We need look no further than the express language of the statute. RCW 11.04.015(2)(c) states “those issue of the parent” of the deceased may inherit. We agree with the State’s assertion that there are only two options—a person either has a legal parent or does not. Here, Thomas had no legal parent. The right of a sibling to inherit from a deceased sibling is based upon the person’s status as the issue of a common parent; there is no direct distribution to a person based upon his or her status as a sibling of the deceased. The common parent provides the link through which the estate passes. In this case, there is no common parent because Fleming had terminated the parent-child relationship between herself and Thomas. Thus, the Court of Appeal was correct when it concluded:
Intestacy statutes establish a system of intestate succession whereby the line of descent and distribution flows through a decedent’s parents to reach the issue of parents. The line must flow through a common ancestor. Margaret Fleming, as the parent of Marzan and Thomas, was the only direct connection between them. When Margaret Fleming’s parental rights were terminated, the effect was to permanently sever Thomas from her family line, leaving him without a legal parent. Therefore, the line of intestate succession between Marzan and Thomas was severed as well.
Fleming, 98 Wn. App. at 922 (footnote omitted).
The policy considerations articulated in Donnelly also support this conclusion. In order to give a child a fresh start, all interests and rights between the biological parent and child are severed when that relationship is terminated. The interests and rights of more remote biological relatives are also severed for the same purposes. Accordingly, we find Marzan is not entitled to an intestate distribution under *422RCW 11.04.015(2)(c) because he and Thomas do not share the same legal parent.
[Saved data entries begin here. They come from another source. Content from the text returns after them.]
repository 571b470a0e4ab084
//! Services module
//!
//! Este módulo contiene la lógica de negocio del núcleo de despacho:
//! validación, máquina de estados de viajes, agregación y alertas.
//! Los servicios reciben el `FleetStore` explícitamente desde la raíz de composición.

pub mod aggregation;
pub mod alerts;
pub mod analytics_service;
pub mod dispatch_coordinator;
pub mod dispatch_validator;
pub mod fleet_service;
pub mod seed;

pub use aggregation::*;
pub use alerts::{derive_alerts, AlertService, AlertThresholds};
pub use analytics_service::AnalyticsService;
pub use dispatch_coordinator::DispatchCoordinator;
pub use dispatch_validator::{validate_dispatch, DispatchRejection, ValidationResult};
pub use fleet_service::FleetService;

use std::sync::Arc;

use chrono::{DateTime, Utc};

/// Fuente de "ahora" inyectable
pub type Clock = Arc<dyn Fn() -> DateTime<Utc> + Send + Sync>;

pub fn system_clock() -> Clock {
    Arc::new(Utc::now)
}

/// Reloj fijo, útil en tests y herramientas
pub fn fixed_clock(at: DateTime<Utc>) -> Clock {
    Arc::new(move || at)
}
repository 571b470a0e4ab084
//! Middleware del sistema
//!
//! Este módulo contiene la configuración de CORS aplicada al router.

pub mod cors;

pub use cors::*;
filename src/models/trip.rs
//! Modelo de Trip
//!
//! Un Trip vincula un vehículo y un conductor con una carga entre origen y destino.
//! El ciclo de vida lo gestiona `services::dispatch_coordinator`.

use chrono::{DateTime, Datelike, Utc};
use rust_decimal::Decimal;
use serde::{Deserialize, Serialize};
use uuid::Uuid;

/// Estado del viaje
#[derive(Debug, Clone, Copy, Serialize, Deserialize, PartialEq, Eq, Hash)]
#[serde(rename_all = "snake_case")]
pub enum TripStatus {
    Draft,
    Dispatched,
    OnRoute,
    Completed,
    Cancelled,
}

impl TripStatus {
    pub fn as_str(&self) -> &'static str {
        match self {
            TripStatus::Draft => "draft",
            TripStatus::Dispatched => "dispatched",
            TripStatus::OnRoute => "on_route",
            TripStatus::Completed => "completed",
            TripStatus::Cancelled => "cancelled",
        }
    }

    /// Completed y Cancelled no admiten más transiciones
    pub fn is_terminal(&self) -> bool {
        matches!(self, TripStatus::Completed | TripStatus::Cancelled)
    }

    /// El viaje tiene vehículo y conductor reclamados
    pub fn holds_resources(&self) -> bool {
        matches!(self, TripStatus::Dispatched | TripStatus::OnRoute)
    }
}

impl std::fmt::Display for TripStatus {
    fn fmt(&self, f: &mut std::fmt::Formatter<'_>) -> std::fmt::Result {
        f.write_str(self.as_str())
    }
}

#[derive(Debug, Clone, Serialize, Deserialize, PartialEq)]
pub struct Trip {
    pub id: Uuid,
    pub trip_number: String,
    pub vehicle_id: Uuid,
    pub driver_id: Uuid,
    pub cargo_weight_kg: f64,
    pub cargo_description: Option<String>,
    pub origin: String,
    pub destination: String,
    pub estimated_revenue: Decimal,
    pub status: TripStatus,
    pub created_at: DateTime<Utc>,
    pub dispatched_at: Option<DateTime<Utc>>,
    pub completed_at: Option<DateTime<Utc>>,
    pub cancelled_at: Option<DateTime<Utc>>,
    pub start_odometer_km: Option<f64>,
    pub end_odometer_km: Option<f64>,
}

impl Trip {
    /// Crear un viaje en estado Draft a partir de un candidato ya validado
    pub fn draft(candidate: &TripCandidate, sequence: u64, now: DateTime<Utc>) -> Self {
        Self {
            id: Uuid::new_v4(),
            trip_number: format_trip_number(now.year(), sequence),
            vehicle_id: candidate.vehicle_id,
            driver_id: candidate.driver_id,
            cargo_weight_kg: candidate.cargo_weight_kg,
            cargo_description: candidate.cargo_description.clone(),
            origin: candidate.origin.trim().to_string(),
            destination: candidate.destination.trim().to_string(),
            estimated_revenue: candidate.estimated_revenue,
            status: TripStatus::Draft,
            created_at: now,
            dispatched_at: None,
            completed_at: None,
            cancelled_at: None,
            start_odometer_km: None,
            end_odometer_km: None,
        }
    }

    /// Distancia recorrida; solo definida para viajes completados
    pub fn distance_km(&self) -> Option<f64> {
        match (self.status, self.start_odometer_km, self.end_odometer_km) {
            (TripStatus::Completed, Some(start), Some(end)) => Some((end - start).max(0.0)),
            _ => None,
        }
    }

    /// Vista del viaje como candidato, para revalidar al despachar un Draft
    pub fn as_candidate(&self) -> TripCandidate {
        TripCandidate {
            vehicle_id: self.vehicle_id,
            driver_id: self.driver_id,
            cargo_weight_kg: self.cargo_weight_kg,
            cargo_description: self.cargo_description.clone(),
            origin: self.origin.clone(),
            destination: self.destination.clone(),
            estimated_revenue: self.estimated_revenue,
        }
    }
}

/// Número de viaje legible: `TRP-2026-007`
pub fn format_trip_number(year: i32, sequence: u64) -> String {
    format!("TRP-{}-{:03}", year, sequence)
}

/// Datos de un viaje tal como los introduce el operador, aún sin persistir
#[derive(Debug, Clone, Serialize, Deserialize, PartialEq)]
pub struct TripCandidate {
    pub vehicle_id: Uuid,
    pub driver_id: Uuid,
    pub cargo_weight_kg: f64,
    #[serde(default)]
    pub cargo_description: Option<String>,
    #[serde(default)]
    pub origin: String,
    #[serde(default)]
    pub destination: String,
    #[serde(default)]
    pub estimated_revenue: Decimal,
}

/// Request para avanzar un viaje
#[derive(Debug, Clone, Deserialize)]
pub struct AdvanceTripRequest {
    pub status: TripStatus,
    #[serde(flatten)]
    pub extra: TransitionExtra,
}

/// Datos adicionales que requieren algunas transiciones
#[derive(Debug, Clone, Default, Deserialize)]
pub struct TransitionExtra {
    pub end_odometer_km: Option<f64>,
}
We affirm the Court of Appeals and hold that neither Fleming nor Marzan are intestate heirs. Thomas’ estate, therefore, escheats to the State of Washington under RCW 11.08.140.
Alexander, C.J., and Smith, Madsen, Sanders, Ireland, Bridge, Chambers, and Owens, JJ., concur.
See In re Estate of Roderick, 158 Wash. 377, 291 P. 325 (1930); In re Estate of Egley, 16 Wn.2d 681, 134 P.2d 943 (1943) (adoptive child can inherit from both his or her adoptive parents and biological parents).
The State also points to the definition used in RCW 13.04.011 of the basic juvenile court act and in RCW 26.33.020(8) (Washington’s adoption statute). RCW 13.04.011 defines “parent” as “that parent or parents who have the right of legal custody of the child” and as “biological or adoptive parents of a child unless the legal rights of that person have been terminated by judicial proceedings.” RCW 26.33.020(8) defines “parent” as “the natural or adoptive mother or father of a child ... .It does not include any person whose parent-child relationship has been terminated by a court of competent jurisdiction.” (Emphasis added.)